В записи присутствуют такие малые молекулы, как уридин-5'-монофосфат (U5P, URIDINE-5'-MONOPHOSPHATE), ион цинка (ZN, ZINC ION) и ион железа (III) (FE, FE (III) ION), наличие которых подтверждается строками PDB-файлов для цинка, железа и уридин-5'-монофосфата.

zink in the protein structure — Рис. 10. Взаимодействия иона цинка с аминокислотными остатками белка галактозо-1-фосфат уридилтрансферазы.

iron in the protein structure — Рис. 11. Взаимодействия иона железа с аминокислотными остатками белка галактозо-1-фосфат уридилтрансферазы.

u5p in the protein structure — Рис. 12. Взаимодействия уридин-5'-монофосфата с аминокислотными остатками белка галактозо-1-фосфат уридилтрансферазы.

В статье, описывающей получение данной структуры, сообщается, что ион цинка присутствует в данном ферменте изначально и является "структурным", а именно координирует гистидиновый остаток в 164 позиции для корректного катализа нуклеофильной атаки остатком His-166. Ион железа же, согласно статье, также является компонентном каждой из двух субъединиц фермента, играя структурную роль.

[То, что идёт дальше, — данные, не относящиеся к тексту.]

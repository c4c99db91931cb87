//! Status Reconciler
//!
//! Maps orchestrator records back into a uniform [`VolumeStatus`]. A job
//! observed running reports its own metadata; anything else reports the
//! latest evaluation.

use crate::domain::ports::{Evaluation, JobRecord, JobStatus};
use crate::error::{Error, Result};
use serde::{Deserialize, Serialize};
use std::collections::BTreeMap;

pub const ANNOTATION_EVAL_PRIORITY: &str = "evalpriority";
pub const ANNOTATION_EVAL_TYPE: &str = "evaltype";
pub const ANNOTATION_EVAL_TRIGGER: &str = "evaltrigger";
pub const ANNOTATION_EVAL_JOB: &str = "evaljob";
pub const ANNOTATION_EVAL_STATUS: &str = "evalstatus";
pub const ANNOTATION_EVAL_STATUS_DESC: &str = "evalstatusdesc";
pub const ANNOTATION_EVAL_BLOCKED: &str = "evalblockedeval";

/// Derived status of a volume; recomputed on every query
#[derive(Debug, Clone, Default, PartialEq, Eq, Serialize, Deserialize)]
#[serde(rename_all = "camelCase")]
pub struct VolumeStatus {
    pub name: String,
    pub message: String,
    pub reason: String,
    pub annotations: BTreeMap<String, String>,
}

/// Stateless mapping from orchestrator records to volume status
#[derive(Debug, Clone, Copy, Default)]
pub struct StatusReconciler;

impl StatusReconciler {
    /// Evaluation-sourced status. Every field is stringified.
    pub fn from_evaluation(name: &str, eval: &Evaluation) -> VolumeStatus {
        let annotations = BTreeMap::from([
            (ANNOTATION_EVAL_PRIORITY.to_string(), eval.priority.to_string()),
            (ANNOTATION_EVAL_TYPE.to_string(), eval.eval_type.clone()),
            (ANNOTATION_EVAL_TRIGGER.to_string(), eval.triggered_by.clone()),
            (ANNOTATION_EVAL_JOB.to_string(), eval.job_id.clone()),
            (ANNOTATION_EVAL_STATUS.to_string(), eval.status.clone()),
            (
                ANNOTATION_EVAL_STATUS_DESC.to_string(),
                eval.status_description.clone(),
            ),
            (
                ANNOTATION_EVAL_BLOCKED.to_string(),
                eval.blocked_eval.clone().unwrap_or_default(),
            ),
        ]);

        VolumeStatus {
            name: name.to_string(),
            message: eval.status_description.clone(),
            reason: eval.status.clone(),
            annotations,
        }
    }

    /// Job-sourced status; metadata becomes the annotations only while running
    pub fn from_job(record: &JobRecord) -> VolumeStatus {
        let annotations = if record.status == JobStatus::Running {
            record.job.meta.clone()
        } else {
            BTreeMap::new()
        };

        VolumeStatus {
            name: record.job.name.clone(),
            message: record.status_description.clone(),
            reason: record.status.to_string(),
            annotations,
        }
    }

    /// Whether a job's status is reported from its own metadata
    pub fn uses_job_metadata(record: &JobRecord) -> bool {
        record.status == JobStatus::Running
    }

    /// Pick the status form for a job given its latest evaluation.
    ///
    /// A job that is not running needs an evaluation to report.
    pub fn reconcile(record: &JobRecord, eval: Option<&Evaluation>) -> Result<VolumeStatus> {
        if Self::uses_job_metadata(record) {
            return Ok(Self::from_job(record));
        }
        eval.map(|e| Self::from_evaluation(&record.job.name, e))
            .ok_or_else(|| Error::NotFound {
                kind: "evaluation".into(),
                name: record.job.name.clone(),
            })
    }
}
//! Provisioning Metrics
//!
//! Prometheus collectors for the provisioning pipeline, kept in their own
//! registry so that every provisioner instance exposes an isolated set.

use crate::error::{Error, Result};
use prometheus::{
    Encoder, Histogram, HistogramOpts, IntCounter, IntCounterVec, IntGauge, Opts, Registry,
    TextEncoder,
};

/// Metric name prefix
pub const METRICS_NAMESPACE: &str = "volume_provisioner";

/// Outcome label values
pub const OUTCOME_SUCCESS: &str = "success";
pub const OUTCOME_CLAIM_ERROR: &str = "claim_error";
pub const OUTCOME_ALLOCATION_ERROR: &str = "allocation_error";
pub const OUTCOME_BACKEND_ERROR: &str = "backend_error";
pub const OUTCOME_ERROR: &str = "error";

/// Collectors for provisioning and removal
#[derive(Clone)]
pub struct ProvisionMetrics {
    registry: Registry,
    provisions: IntCounterVec,
    removals: IntCounter,
    allocated_addresses: IntGauge,
    provision_duration: Histogram,
}

impl ProvisionMetrics {
    /// Create collectors registered in a fresh registry
    pub fn new() -> Result<Self> {
        let registry = Registry::new();

        let provisions = IntCounterVec::new(
            Opts::new("provisions_total", "Volume provision attempts by outcome")
                .namespace(METRICS_NAMESPACE),
            &["outcome"],
        )
        .map_err(metrics_error)?;
        let removals = IntCounter::with_opts(
            Opts::new("removals_total", "Volumes removed").namespace(METRICS_NAMESPACE),
        )
        .map_err(metrics_error)?;
        let allocated_addresses = IntGauge::with_opts(
            Opts::new("allocated_addresses", "Addresses currently reserved by volumes")
                .namespace(METRICS_NAMESPACE),
        )
        .map_err(metrics_error)?;
        let provision_duration = Histogram::with_opts(
            HistogramOpts::new(
                "provision_duration_seconds",
                "Duration of provision operations",
            )
            .namespace(METRICS_NAMESPACE),
        )
        .map_err(metrics_error)?;

        registry
            .register(Box::new(provisions.clone()))
            .map_err(metrics_error)?;
        registry
            .register(Box::new(removals.clone()))
            .map_err(metrics_error)?;
        registry
            .register(Box::new(allocated_addresses.clone()))
            .map_err(metrics_error)?;
        registry
            .register(Box::new(provision_duration.clone()))
            .map_err(metrics_error)?;

        Ok(Self {
            registry,
            provisions,
            removals,
            allocated_addresses,
            provision_duration,
        })
    }

    /// Record one provision attempt
    pub fn record_provision(&self, outcome: &str, seconds: f64) {
        self.provisions.with_label_values(&[outcome]).inc();
        self.provision_duration.observe(seconds);
    }

    pub fn record_removal(&self) {
        self.removals.inc();
    }

    pub fn set_allocated_addresses(&self, count: usize) {
        self.allocated_addresses.set(count as i64);
    }

    /// Provision count for one outcome
    pub fn provisions(&self, outcome: &str) -> u64 {
        self.provisions.with_label_values(&[outcome]).get()
    }

    pub fn removals(&self) -> u64 {
        self.removals.get()
    }

    pub fn allocated_addresses(&self) -> i64 {
        self.allocated_addresses.get()
    }

    /// Render in the Prometheus text exposition format
    pub fn encode(&self) -> Result<(String, Vec<u8>)> {
        let encoder = TextEncoder::new();
        let mut buffer = Vec::new();
        encoder
            .encode(&self.registry.gather(), &mut buffer)
            .map_err(metrics_error)?;
        Ok((encoder.format_type().to_string(), buffer))
    }
}

impl std::fmt::Debug for ProvisionMetrics {
    fn fmt(&self, f: &mut std::fmt::Formatter<'_>) -> std::fmt::Result {
        f.debug_struct("ProvisionMetrics")
            .field("removals", &self.removals.get())
            .field("allocated_addresses", &self.allocated_addresses.get())
            .finish()
    }
}

/// Outcome label for a failed provision
pub fn outcome_of(err: &Error) -> &'static str {
    match err {
        Error::AddressPoolExhausted { .. }
        | Error::AddressInUse { .. }
        | Error::AddressOutsideSubnet { .. } => OUTCOME_ALLOCATION_ERROR,
        e if e.is_claim_error() => OUTCOME_CLAIM_ERROR,
        e if e.is_retryable() => OUTCOME_BACKEND_ERROR,
        _ => OUTCOME_ERROR,
    }
}

fn metrics_error(e: prometheus::Error) -> Error {
    Error::Internal(format!("metrics: {}", e))
}

#[cfg(test)]
mod tests {
    use super::*;

    #[test]
    fn test_record_and_encode() {
        let metrics = ProvisionMetrics::new().unwrap();
        metrics.record_provision(OUTCOME_SUCCESS, 0.2);
        metrics.record_provision(OUTCOME_CLAIM_ERROR, 0.01);
        metrics.record_removal();
        metrics.set_allocated_addresses(3);

        assert_eq!(metrics.provisions(OUTCOME_SUCCESS), 1);
        assert_eq!(metrics.removals(), 1);
        assert_eq!(metrics.allocated_addresses(), 3);

        let (content_type, body) = metrics.encode().unwrap();
        let body = String::from_utf8(body).unwrap();
        assert!(content_type.starts_with("text/plain"));
        assert!(body.contains("volume_provisioner_provisions_total{outcome=\"success\"} 1"));
        assert!(body.contains("volume_provisioner_allocated_addresses 3"));
    }

    #[test]
    fn test_instances_are_isolated() {
        let a = ProvisionMetrics::new().unwrap();
        let b = ProvisionMetrics::new().unwrap();
        a.record_removal();
        assert_eq!(b.removals(), 0);
    }

    #[test]
    fn test_outcome_classification() {
        assert_eq!(outcome_of(&Error::missing("region")), OUTCOME_CLAIM_ERROR);
        assert_eq!(
            outcome_of(&Error::AddressPoolExhausted {
                subnet: "10.0.0.0/30".into(),
                requested: 3,
                available: 2
            }),
            OUTCOME_ALLOCATION_ERROR
        );
        assert_eq!(
            outcome_of(&Error::backend("nomad", "submit", "timeout")),
            OUTCOME_BACKEND_ERROR
        );
        assert_eq!(outcome_of(&Error::IncompleteSpec("x".into())), OUTCOME_ERROR);
    }
}
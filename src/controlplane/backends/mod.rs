//! Orchestrator Backend Adapters
//!
//! Provides adapters for the orchestrators volume jobs can run on:
//! - Memory: simulated orchestrator for tests and local runs
//! - Nomad: HTTP job API

pub mod memory;
pub mod nomad;

pub use memory::*;
pub use nomad::*;

use crate::domain::ports::OrchestratorBackendRef;
use crate::error::{Error, Result};
use std::sync::Arc;

/// Factory for creating orchestrator backend adapters
pub struct BackendFactory;

impl BackendFactory {
    /// Create a backend adapter by name
    pub fn create(name: &str, config: BackendConfig) -> Result<OrchestratorBackendRef> {
        match name.to_lowercase().as_str() {
            MEMORY_BACKEND => Ok(InMemoryBackend::new(config.memory)),
            NOMAD_BACKEND => Ok(Arc::new(NomadBackend::new(config.nomad)?)),
            _ => Err(Error::Configuration(format!(
                "unknown orchestrator '{}', expected '{}' or '{}'",
                name, MEMORY_BACKEND, NOMAD_BACKEND
            ))),
        }
    }
}

/// Combined backend configuration
#[derive(Debug, Clone, Default)]
pub struct BackendConfig {
    pub memory: InMemoryConfig,
    pub nomad: NomadConfig,
}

Уридин-5'-монофосфат является молекулярным фрагментом, который данный фермент переносит между указанными выше сахарами, и поэтому U5P принимает участие в образовании промежуточного соединения с белком и временно становится его частью в клетке в ходе реакции. Это объединение происходит при уридилировании нуклеофильного гистидина-166, с которым UMP формирует стабильную ковалентную нуклеотид-ферментную связь. Таким образом, ни одна из представленных в структуре малых молекул не является артефактом или не добавлена искусственно, а все они играют структурную (ионы Fe, Zn), каталитическую (Zn) роль или являются непосредственными участниками реакции, образуя интермедиат с исследуемым ферментом (U5P).